WHAT IS BEING ASKED -
The lines to copy are those in the records below that hold the word "every".

Stored items
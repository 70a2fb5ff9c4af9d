//! Benchmarks for boleto generation
//!
//! ```bash
//! cargo bench
//! ```
//!
//! - `generate_single` - one record per bank through the public API
//! - `sync_strategy` / `async_strategy` - whole-file pipelines over a
//!   generated CSV mixing every bank

use boleto_engine::cli::StrategyType;
use boleto_engine::strategy::{create_strategy, BatchConfig};
use boleto_engine::{generate, Amount, Bank, PaymentRecord};
use chrono::NaiveDate;
use std::io::Write;
use tempfile::NamedTempFile;

fn main() {
    divan::main();
}

fn record(bank: Bank, sequence: u64) -> PaymentRecord {
    let builder = PaymentRecord::builder(bank)
        .agency("3087")
        .account("4593")
        .sequence(sequence)
        .due_date(NaiveDate::from_ymd_opt(2013, 5, 14).expect("valid date"))
        .amount(Amount::from_cents(100));

    match bank {
        Bank::Bancoob => builder.agreement("56235").portfolio("1"),
        Bank::Banrisul => builder,
        Bank::Caixa => builder.agreement("870").portfolio("SR"),
        Bank::Hsbc => builder.portfolio("00"),
        Bank::HsbcCnr => builder.agreement("1122334").portfolio("CNR"),
        Bank::Real => builder.portfolio("057"),
        Bank::Santander => builder.portfolio("102"),
        Bank::Sicredi => builder.agreement("12"),
    }
    .build()
}

const ROW_TEMPLATES: [&str; 8] = [
    "bancoob,3087,4593,,56235,1",
    "banrisul,3087,4593,,,",
    "caixa,3087,4593,,870,SR",
    "hsbc,3087,4593,,,00",
    "hsbc_cnr,3087,4593,,1122334,CNR",
    "real,3087,4593,,,057",
    "santander,3087,4593,,,102",
    "sicredi,3087,4593,,12,",
];

/// CSV file with `rows` records cycling through every bank
fn input_file(rows: usize) -> NamedTempFile {
    let mut file = NamedTempFile::new().expect("Failed to create temp file");
    writeln!(
        file,
        "id,bank,agency,account,account_dv,agreement,portfolio,sequence,due_date,issue_date,amount,ios"
    )
    .expect("Failed to write header");
    for n in 0..rows {
        let template = ROW_TEMPLATES[n % ROW_TEMPLATES.len()];
        // Sequence kept within the narrowest declared width (Sicredi, 5 digits)
        writeln!(file, "{},{},{},2013-05-14,,1.00,", n, template, n % 100_000 + 1)
            .expect("Failed to write row");
    }
    file.flush().expect("Failed to flush temp file");
    file
}

#[divan::bench(args = Bank::ALL)]
fn generate_single(bencher: divan::Bencher, bank: Bank) {
    let record = record(bank, 2);
    bencher.bench(|| generate(divan::black_box(&record)).expect("Generation failed"));
}

#[divan::bench(args = [100, 1_000, 10_000])]
fn sync_strategy(bencher: divan::Bencher, rows: usize) {
    let file = input_file(rows);
    let strategy = create_strategy(StrategyType::Sync, None);
    bencher.bench(|| {
        let mut output = Vec::new();
        strategy
            .process(file.path(), &mut output)
            .expect("Processing failed");
        output
    });
}

#[divan::bench(args = [100, 1_000, 10_000])]
fn async_strategy(bencher: divan::Bencher, rows: usize) {
    let file = input_file(rows);
    let strategy = create_strategy(StrategyType::Async, Some(BatchConfig::default()));
    bencher.bench(|| {
        let mut output = Vec::new();
        strategy
            .process(file.path(), &mut output)
            .expect("Processing failed");
        output
    });
}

YOUR RESPONSE -
//!   generated CSV mixing every bank
/// CSV file with `rows` records cycling through every bank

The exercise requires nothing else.